### Data for this exercise
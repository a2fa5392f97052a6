pub mod catalog;
pub mod error;
pub mod factory;
pub mod id;
pub mod lint;
pub mod model;
pub mod scene;
pub mod serialize;
pub mod starter;
pub mod template;

pub use catalog::{DataFieldDescriptor, data_fields_for, is_known_field};
pub use error::TemplateError;
pub use id::ObjectId;
pub use lint::{LintDiagnostic, LintSeverity, lint_template};
pub use model::*;
pub use scene::SceneGraph;
pub use serialize::{LoadReport, SkippedObject, collect_tokens, deserialize_scene, serialize_scene};
pub use starter::{starter_scene, starter_template};
pub use template::Template;

// Re-export kurbo so downstream crates share one geometry vocabulary.
pub use kurbo;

### Aim of the exercise
Show every line from the entries that includes the word "error".

### Exercise response
pub mod error;
pub use error::TemplateError;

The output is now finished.